The case is the latest in a long series of scandals linked to managers of Italian public institutions, many of whom hold several jobs that carry the risk of conflict of interest.

"There's a gigantic shortcoming in the rules that must be remedied," Prime Minister Enrico Letta said after a cabinet meeting. The government sent "urgent" legislation to parliament, he said.

"The measure says that anyone the government chooses to head a national public agency must have an exclusive contract... and they cannot have a conflict of interest."

Italian media reported that Antonio Mastrapasqua, the head of the state pension and welfare fund INPS, is also director general of a private hospital that is being investigated for possible billing malpractice and late pension payments.

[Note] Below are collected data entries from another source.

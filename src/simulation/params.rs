//! Numerical parameters of one simulation run
//!
//! `Parameters` holds the run length `t_max`, the micro-step `dt` and the
//! sampling interval `t_sample`. Derived counts:
//! - `steps_per_sample = t_sample / dt`
//! - `sample_count = t_max / t_sample`
//!
//! Both ratios must be (within `RATIO_TOLERANCE`) positive integers;
//! floating-point noise such as `0.003 / 0.001 = 2.9999999999999996` is
//! rounded to the nearest integer, a genuinely fractional ratio is rejected.

use super::error::SimError;
use super::states::BodySpec;

/// Relative tolerance when checking that a ratio is an integer
pub const RATIO_TOLERANCE: f64 = 1e-9;

/// Largest accepted `t_sample / dt` or `t_max / t_sample`
pub const MAX_RATIO: f64 = 1e12;

#[derive(Debug, Clone, Copy, PartialEq)]
pub struct Parameters {
    pub t_max: f64, // total duration
    pub dt: f64, // micro-step size
    pub t_sample: f64, // sampling interval
}

impl Parameters {
    pub fn new(t_max: f64, dt: f64, t_sample: f64) -> Self {
        Self { t_max, dt, t_sample }
    }

    /// Check all three values, fail on the first bad one
    pub fn validate(&self) -> Result<(), SimError> {
        positive("t_max", self.t_max)?;
        positive("dt", self.dt)?;
        positive("t_sample", self.t_sample)?;
        self.total_steps()?;
        Ok(())
    }

    /// Micro-steps over the whole run, rejected if it overflows `usize`
    pub fn total_steps(&self) -> Result<usize, SimError> {
        let steps = self.steps_per_sample()?;
        let samples = self.sample_count()?;
        steps.checked_mul(samples).ok_or_else(|| {
            SimError::invalid("t_max", format!("{samples} samples of {steps} steps overflow the step counter"))
        })
    }

    /// Micro-steps between two samples
    pub fn steps_per_sample(&self) -> Result<usize, SimError> {
        integer_ratio("t_sample", self.t_sample, self.dt, "dt")
    }

    /// Samples after the initial one
    pub fn sample_count(&self) -> Result<usize, SimError> {
        integer_ratio("t_max", self.t_max, self.t_sample, "t_sample")
    }
}

fn positive(field: &str, value: f64) -> Result<(), SimError> {
    if !value.is_finite() {
        return Err(SimError::invalid(field, format!("must be finite, got {value}")));
    }
    if value <= 0.0 {
        return Err(SimError::invalid(field, format!("must be > 0, got {value}")));
    }
    Ok(())
}

fn integer_ratio(field: &str, num: f64, den: f64, den_name: &str) -> Result<usize, SimError> {
    let ratio = num / den;
    let rounded = ratio.round();
    if !ratio.is_finite() || rounded < 1.0 {
        return Err(SimError::invalid(
            field,
            format!("must be a positive multiple of {den_name} ({den}), got {num}"),
        ));
    }
    if rounded > MAX_RATIO {
        return Err(SimError::invalid(
            field,
            format!("{num} / {den_name} ({den}) exceeds {MAX_RATIO:e}"),
        ));
    }
    if (ratio - rounded).abs() > RATIO_TOLERANCE * rounded {
        return Err(SimError::invalid(
            field,
            format!("{num} is not an integer multiple of {den_name} ({den})"),
        ));
    }
    Ok(rounded as usize)
}

/// Check every body spec; `field` names the body index, e.g. `bodies[2].mass`
pub fn validate_bodies(specs: &[BodySpec]) -> Result<(), SimError> {
    if specs.is_empty() {
        return Err(SimError::EmptyChain);
    }
    for (i, s) in specs.iter().enumerate() {
        let field = |name: &str| format!("bodies[{i}].{name}");

        if !s.mass.is_finite() || s.mass <= 0.0 {
            return Err(SimError::invalid(field("mass"), format!("must be finite and > 0, got {}", s.mass)));
        }
        if !s.k.is_finite() || s.k < 0.0 {
            return Err(SimError::invalid(field("k"), format!("must be finite and >= 0, got {}", s.k)));
        }
        for (name, value) in [("rest_length", s.rest_length), ("x0", s.x0), ("v0", s.v0)] {
            if !value.is_finite() {
                return Err(SimError::invalid(field(name), format!("must be finite, got {value}")));
            }
        }
    }
    Ok(())
}

#[cfg(test)]
mod tests {
    use super::*;

    #[test]
    fn derived_counts() {
        let p = Parameters::new(10.0, 0.001, 0.1);
        assert!(p.validate().is_ok());
        assert_eq!(p.steps_per_sample().unwrap(), 100);
        assert_eq!(p.sample_count().unwrap(), 100);
    }

    #[test]
    fn float_noise_is_rounded_not_floored() {
        // 0.003 / 0.001 evaluates to 2.9999999999999996
        let p = Parameters::new(0.3, 0.001, 0.003);
        assert_eq!(p.steps_per_sample().unwrap(), 3);
    }

    #[test]
    fn fractional_ratio_is_rejected() {
        let p = Parameters::new(1.0, 0.001, 0.0025);
        let err = p.validate().unwrap_err();
        assert_eq!(err.field(), Some("t_sample"));

        let p = Parameters::new(1.05, 0.001, 0.1);
        assert_eq!(p.validate().unwrap_err().field(), Some("t_max"));
    }

    #[test]
    fn sample_shorter_than_step_is_rejected() {
        let p = Parameters::new(1.0, 0.1, 0.01);
        assert_eq!(p.validate().unwrap_err().field(), Some("t_sample"));
    }

    #[test]
    fn non_positive_values_are_rejected() {
        assert_eq!(Parameters::new(0.0, 0.1, 0.1).validate().unwrap_err().field(), Some("t_max"));
        assert_eq!(Parameters::new(1.0, -0.1, 0.1).validate().unwrap_err().field(), Some("dt"));
        assert_eq!(Parameters::new(1.0, f64::NAN, 0.1).validate().unwrap_err().field(), Some("dt"));
        assert_eq!(Parameters::new(1.0, 0.1, 0.0).validate().unwrap_err().field(), Some("t_sample"));
    }

    #[test]
    fn huge_ratios_are_rejected() {
        let p = Parameters::new(1e25, 1.0, 1.0);
        assert_eq!(p.validate().unwrap_err().field(), Some("t_max"));

        let p = Parameters::new(1.0, 1e-20, 1.0);
        assert_eq!(p.validate().unwrap_err().field(), Some("t_sample"));

        // each ratio under the cap, product past usize
        let p = Parameters::new(1e12, 1e-12, 1.0);
        assert_eq!(p.steps_per_sample().unwrap(), 1_000_000_000_000);
        assert_eq!(p.total_steps().unwrap_err().field(), Some("t_max"));
    }

    #[test]
    fn body_checks_name_the_field() {
        assert_eq!(validate_bodies(&[]), Err(SimError::EmptyChain));

        let good = BodySpec::new(1.0, 10.0, 5.0, 7.0, 0.0);
        let zero_mass = BodySpec { mass: 0.0, ..good };
        let err = validate_bodies(&[good, zero_mass]).unwrap_err();
        assert_eq!(err.field(), Some("bodies[1].mass"));

        let neg_k = BodySpec { k: -1.0, ..good };
        assert_eq!(validate_bodies(&[neg_k]).unwrap_err().field(), Some("bodies[0].k"));

        let inf_x = BodySpec { x0: f64::INFINITY, ..good };
        assert_eq!(validate_bodies(&[inf_x]).unwrap_err().field(), Some("bodies[0].x0"));

        // slack spring is allowed
        let free = BodySpec { k: 0.0, ..good };
        assert!(validate_bodies(&[good, free]).is_ok());
    }
}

A spokesman for the INPS fund referred to Reuters to a newspaper interview earlier this week in which Mastrapasqua denied wrongdoing.

According to Adusbef consumer group, Mastrapasqua also sits on the boards and committees of about 20 other public and private companies. In a newspaper interview earlier this week, he said he holds eight other positions. He said he had no plans to resign.

A Rome court is investigating the private Israelite hospital over its billing and over more than 40 million euros (32 million pounds) in pension back payments owed by the hospital to INPS for its employees, daily Corriere della Sera said on Friday citing INPS documents.

The affair has been an embarrassment to the government and on Thursday senators close to centre-left leader Matteo Renzi, who was elected to head Letta's Democratic Party in December, called on Mastrapasqua to resign.

Renzi, who is the mayor of Florence, is not in the government.